One of the oldest ocarinas found in Europe is from Runik, Kosovo. The Runik ocarina is a Neolithic flute-like wind instrument, and is the earliest musical instrument ever reported in Kosovo.
The modern European ocarina dates back to the 19th century, when Giuseppe Donati from Budrio, a town near Bologna, Italy, transformed the ocarina from a toy, which played only a few notes, into a more comprehensive instrument (known as the first "classical" ocarina). The word ocarina derives from ucaréṅna, which in the Bolognese dialect means "little goose". An earlier similar instrument was known in Europe as a gemshorn, which was made from chamois (gems) horns.

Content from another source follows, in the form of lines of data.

pub mod cgi;
pub mod protocol;

pub use cgi::{
    config::CgiConfig,
    meta::{EnvSource, MetaSource, is_active, is_active_env},
    params::ParamMap,
    req::{CgiRequest, Decoded},
    types::{DecodeError, Outcome},
};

In 1964, John Taylor, an English mathematician, developed a fingering system that allowed an ocarina to play a full chromatic octave using only four holes. This is now known as the English fingering system, and is used extensively for pendant ocarinas. It is also used in several multi-chamber ocarinas, especially in ones that are designed to play more than one note at a time.

The ocarina is featured in the 1998 Nintendo 64 game The Legend of Zelda: Ocarina of Time, as well as its 2000 sequel, The Legend of Zelda: Majora's Mask, which has been credited for increasing the popularity and sales of ocarinas due to the game's strong sales. In 2026, Nintendo announced that they would sell an official ocarina instrument to promote the release of the Nintendo Switch 2 remake to Ocarina of Time,.

=== Uses ===
French composer Pierre Arvay (1924–1980) wrote several pieces of library music for the ocarina. One of these – Merry ocarina – became well known in the UK when it was used as a regular musical segment in the BBC children's programme Vision On, broadcast between 1964 and 1976.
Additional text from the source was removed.